Q4: Will the GST regime help in reducing production costs by eliminating cascading nature of taxes on the Infrastructure Sector?
A4: This question is easier to answer in generality than specifics. I will tell you why. All the things in the infrastructure sector which are specifically related to the good and taxable services, which we have just discussed, they actually stand to benefit. But the difficulty here is the third element. I had mentioned here certain goods like education, health and government-to-government transactions. But the construction part of the service sector is unclear. Who taxes it? What happens? To what extent it comes into the GST net? We took three challenges. This is the fourth challenge: how that comes into the GST net? But right now it’s kind of ambiguous. As things stand, it’s not clear even in the existing system. So that is where it could go either way. For some infrastructure sectors there could be a marginal increase, for others there could be effective decrease and for still others it may remain more or less the same. I don’t have any specific answer as of this point as we don’t know what will be the change on treatment of various construction services.

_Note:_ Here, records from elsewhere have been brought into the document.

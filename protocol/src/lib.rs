// Copyright (c) 2026 ALAS Technology. MIT License.
// See LICENSE for details.

//! # keybridge Protocol — Core Library
//!
//! keybridge is a relay proxy for workloads that can hold secrets but cannot
//! speak TLS: a confidential-computing enclave opens a length-framed channel
//! protected by a mutually-authenticated ECDHE handshake, and this library
//! carries every payload byte onward to a remote key server over a verifying
//! TLS 1.2+ client connection. The proxy never interprets what it relays.
//!
//! ## Architecture
//!
//! The crate is split into modules that mirror the life of a session:
//!
//! - **crypto::keys** — Long-term Ed25519 identities. Loaded once, shared by
//!   every session, never logged.
//! - **crypto::handshake** — Ephemeral X25519 exchange with signed
//!   contributions; derives the per-session AEAD key.
//! - **crypto::channel** — AES-256-GCM sealing with direction-tagged counter
//!   nonces. One authentication failure ends the session, full stop.
//! - **net::frame** — The length-prefixed wire codec underneath everything.
//! - **net::tls** — The verifying rustls client for the outbound leg.
//! - **net::session** — The relay loop and the single teardown path.
//! - **net::supervisor** — Accept loop, session isolation, connection limit.
//! - **config** — Protocol constants and wire parameters.
//!
//! ## Design Philosophy
//!
//! 1. Boring, audited cryptography only. Nothing here is novel on purpose.
//! 2. A session either has a fully established key or it has nothing.
//! 3. Every error kind an operator can see is stable and distinguishable.
//! 4. Key material does not outlive the session that owns it.

pub mod config;
pub mod crypto;
pub mod net;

Q5: There seems to be a clear division within the Indian Infrastructure Sector on GST’s service tax component. While some have gone so far as to claim that it’s a negative aspect of the new tax regime others term it overall positive? What is your own take on this issue?
A5: There are two reasons why it is definitely positive. One is, as I indicated to you, having a single rate makes accounting very easy. That is why I told you, I would have preferred a single rate across the board, with a few sales taxes which separate out because the trail becomes very easy to follow. You just need two numbers: how much you bought and how much you sold, and the rate is the same. If you have three different rates, you are going to have three different channels and it becomes 3 X 3 = 9. So a single rate is actually a tremendous benefit, which is why I have long argued for it. Unfortunately, I lost the argument to my friend Vijay Kelkar who proposed this structure. It’s his committee report which is being followed. Why services benefit, as I said earlier, they don’t get this chain. Once the chain is there, then they will get the offsets also. That’s one. And it will make both export and import of services much smoother. The second reason is, in India, people have long complained that our economy is much more heavily service oriented than manufacturing oriented. What this will do is change that bias. And this is something that people are not understanding. If the effective tax rates on good, which is basically manufactured goods, goes down and services goes up, then the bias towards services will be corrected. People forget that and start complaining. They complain in one bucket and then in the other one they complain again. But these things are linked. If the tax on services goes up by as little as 2% to 4%, that’s a good thing because the structural bias towards services and against manufacturing will be corrected. This is something which people should focus on.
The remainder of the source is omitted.